To their left the long line of hotels and an unbroken strip of pure white sand stretched into the distance along the curve of Delaport Bay. It was getting close to sunset and the western horizon was on fire in a spectacular pyrotechnic display of yellow, red and orange.

Driving out of Nassau past the fish-fry shacks with Mary Breau, Holliday had seen a sign that read ARAWAK CAY BOAT RENTALS with an arrow pointing down a packed-earth road, but at the time he'd thought nothing of it. After spending a couple of hours with the real estate agent for the sake of appearances, they had her drop them off at the hotel. A few minutes later they were in their rental driving back along West Bay Street to the dirt road.

The road led to a roughly made combination seawall and causeway, which led onto Arawak Cay, a messy, industrial wasteland with the Conch fleet of fishing boats in the protected, shallow harbor of the inner bay and larger ships, including the barges shipping the big casks of bottled water from the mainland, since Nassau had no fresh water of its own. Conch, the familiar, large pink shellfish, was protected in most parts of the world, but here the stony beaches of Arawak Cay were littered with literally thousands of them, tossed aside after their meat had been removed. Conch-pronounced "konk" by the natives-was used for almost everything: conch salad, conch chowder, deep-fried conch, breaded conch, grilled conch, conch burgers, barbecued conch, even smoked conch. There weren't many restaurants along the Cable Beach strip that didn't have it on the menu somewhere. One of the more successful conch fishermen, a big Sumo wrestler type who went by the nickname Big Bambu, had branched out into renting Zodiacs and selling conch burgers as well as Kalik and Red Stripe beer to people who wanted to have a picnic and explore.

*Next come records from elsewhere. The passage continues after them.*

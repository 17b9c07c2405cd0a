use std::sync::Arc;

use log::{debug, info, warn};

use super::ObjectIndexer;
use crate::app::{App, Component};
use crate::bundle;
use crate::context::Context;
use crate::error::{EngineError, Result};
use crate::objectstore::{Checksums, ObjectStore};
use crate::objecttree::SpaceService;
use crate::source::SourceRegistry;

/// Space holding the bundled relation and type records.
pub const MARKETPLACE_SPACE_ID: &str = "_anytype_marketplace";

const OBJECTS_FORCE_REINDEX_COUNTER: i32 = 1;
const FILES_FORCE_REINDEX_COUNTER: i32 = 1;
const BUNDLED_TEMPLATES: i32 = 1;
const BUNDLED_OBJECTS: i32 = 1;
const BUNDLED_LAYOUTS: i32 = 1;
const FILESTORE_KEYS_FORCE_REINDEX_COUNTER: i32 = 1;
const FULLTEXT_REBUILD: i32 = 1;
const IDX_REBUILD_COUNTER: i32 = 1;

/// Counters every space is brought up to.
pub fn target_checksums() -> Checksums {
    Checksums {
        objects_force_reindex_counter: OBJECTS_FORCE_REINDEX_COUNTER,
        files_force_reindex_counter: FILES_FORCE_REINDEX_COUNTER,
        bundled_templates: BUNDLED_TEMPLATES,
        bundled_objects: BUNDLED_OBJECTS,
        bundled_relations: bundle::RELATIONS_CHECKSUM,
        bundled_types: bundle::TYPES_CHECKSUM,
        bundled_layouts: BUNDLED_LAYOUTS,
        filestore_keys_force_reindex_counter: FILESTORE_KEYS_FORCE_REINDEX_COUNTER,
        fulltext_rebuild: FULLTEXT_REBUILD,
        idx_rebuild_counter: IDX_REBUILD_COUNTER,
    }
}

/// What one [`ReindexDriver::reindex_space`] call did.
#[derive(Debug, Clone, Default, PartialEq, Eq)]
pub struct ReindexReport {
    pub objects: usize,
    pub fulltext_enqueued: usize,
    pub indices_rebuilt: bool,
    pub bundled: usize,
}

impl ReindexReport {
    pub fn is_empty(&self) -> bool {
        *self == Self::default()
    }
}

pub struct ReindexDriver {
    store: Arc<ObjectStore>,
    registry: Arc<SourceRegistry>,
    indexer: Arc<ObjectIndexer>,
    spaces: Arc<dyn SpaceService>,
}

impl ReindexDriver {
    pub fn new(
        store: Arc<ObjectStore>,
        registry: Arc<SourceRegistry>,
        indexer: Arc<ObjectIndexer>,
        spaces: Arc<dyn SpaceService>,
    ) -> Self {
        Self {
            store,
            registry,
            indexer,
            spaces,
        }
    }

    /// Runs the passes whose stored counter is behind the target and
    /// persists the target afterwards. A cancelled run leaves the stored
    /// counters untouched so the next start repeats it.
    pub fn reindex_space(&self, ctx: &Context, space_id: &str) -> Result<ReindexReport> {
        let common = self.store.common();
        let stored = common.get_checksums(space_id)?.unwrap_or_default();
        let target = target_checksums();
        let mut report = ReindexReport::default();

        if stored.objects_force_reindex_counter < target.objects_force_reindex_counter {
            report.objects = self.reindex_objects(ctx, space_id)?;
        }
        if stored.bundled_relations < target.bundled_relations || stored.bundled_types < target.bundled_types {
            report.bundled = self.write_bundled(ctx, space_id)?;
        }
        if stored.fulltext_rebuild < target.fulltext_rebuild {
            let ids = self.store.space_index(space_id)?.list_ids()?;
            common.add_to_index_queue(&ids)?;
            report.fulltext_enqueued = ids.len();
        }
        if stored.idx_rebuild_counter < target.idx_rebuild_counter {
            self.store.space_index(space_id)?.rebuild_indices()?;
            report.indices_rebuilt = true;
        }

        ctx.check()?;
        if stored != target {
            common.save_checksums(space_id, &target)?;
        }
        if !report.is_empty() {
            info!("reindexed space {space_id}: {report:?}");
        }
        Ok(report)
    }

    /// Opens every space found on disk and brings each one up to date. The
    /// marketplace space is included when `bundled` is set. Failures of one
    /// space are logged and do not stop the others.
    pub fn reindex_all(&self, ctx: &Context, bundled: bool) -> Result<usize> {
        self.store.preload_spaces()?;
        let mut space_ids = self.store.space_ids();
        if bundled && !space_ids.iter().any(|s| s == MARKETPLACE_SPACE_ID) {
            space_ids.push(MARKETPLACE_SPACE_ID.to_string());
        }
        let mut done = 0;
        for space_id in space_ids {
            match self.reindex_space(ctx, &space_id) {
                Ok(_) => done += 1,
                Err(EngineError::Cancelled) => return Err(EngineError::Cancelled),
                Err(e) => warn!("reindex of space {space_id} failed: {e}"),
            }
        }
        Ok(done)
    }

    fn reindex_objects(&self, ctx: &Context, space_id: &str) -> Result<usize> {
        let builder = match self.spaces.get_space(space_id) {
            Ok(space) => space.tree_builder(),
            Err(e) if e.is_not_found() => None,
            Err(e) => return Err(e),
        };
        let Some(builder) = builder else {
            debug!("space {space_id} has no trees to reindex");
            return Ok(0);
        };

        let mut indexed = 0;
        for id in builder.stored_ids() {
            ctx.check()?;
            let outcome = self
                .registry
                .new_source(space_id, &id)
                .and_then(|source| self.indexer.reindex(ctx, source.as_ref()));
            match outcome {
                Ok(_) => indexed += 1,
                Err(EngineError::Cancelled) => return Err(EngineError::Cancelled),
                Err(e) => warn!("failed to reindex {id} in {space_id}: {e}"),
            }
        }
        Ok(indexed)
    }

    fn write_bundled(&self, ctx: &Context, space_id: &str) -> Result<usize> {
        if space_id != MARKETPLACE_SPACE_ID {
            return Ok(0);
        }
        let space = self.store.space_index(space_id)?;
        let records = bundle::RELATIONS
            .iter()
            .map(|r| r.details())
            .chain(bundle::TYPES.iter().map(|t| t.details()));
        let mut written = 0;
        for details in records {
            let Some(id) = details.id().map(str::to_string) else {
                continue;
            };
            match space.update_object_details(ctx, &id, details) {
                Ok(()) => written += 1,
                Err(EngineError::DetailsNotChanged) => {}
                Err(e) => return Err(e),
            }
        }
        Ok(written)
    }
}

impl Component for ReindexDriver {
    fn name(&self) -> &'static str {
        "reindexer"
    }

    fn init(&self, app: &App) -> Result<()> {
        app.component::<ObjectStore>()?;
        app.component::<SourceRegistry>()?;
        app.component::<ObjectIndexer>()?;
        Ok(())
    }

    /// Brings every space on disk up to date before the workers start.
    fn run(&self, ctx: &Context) -> Result<()> {
        self.reindex_all(ctx, self.store.config().index_bundled_objects)?;
        Ok(())
    }
}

No experience was necessary to pilot the boat, just the name of your hotel and your passport left behind for security. After listening to Big Bambu giving Holliday firm instructions about bringing the inflatable back before dark they set out for Lyford Cay, this time approaching from the sea. The only equipment they carried with them was the jack from their rental.

"Yes," said Holliday, "I really know how to drive this thing."

Peggy didn't look convinced, but Brennan was thoroughly enjoying himself, sitting happily in the bow, the spray hitting him squarely in the face, and reveling in the sensation. Holliday suddenly had a brief, compassionate vision of a young, unhappy Irish boy with very little childhood, raised by stern Jesuit priests who frowned on simple pleasures like boat rides.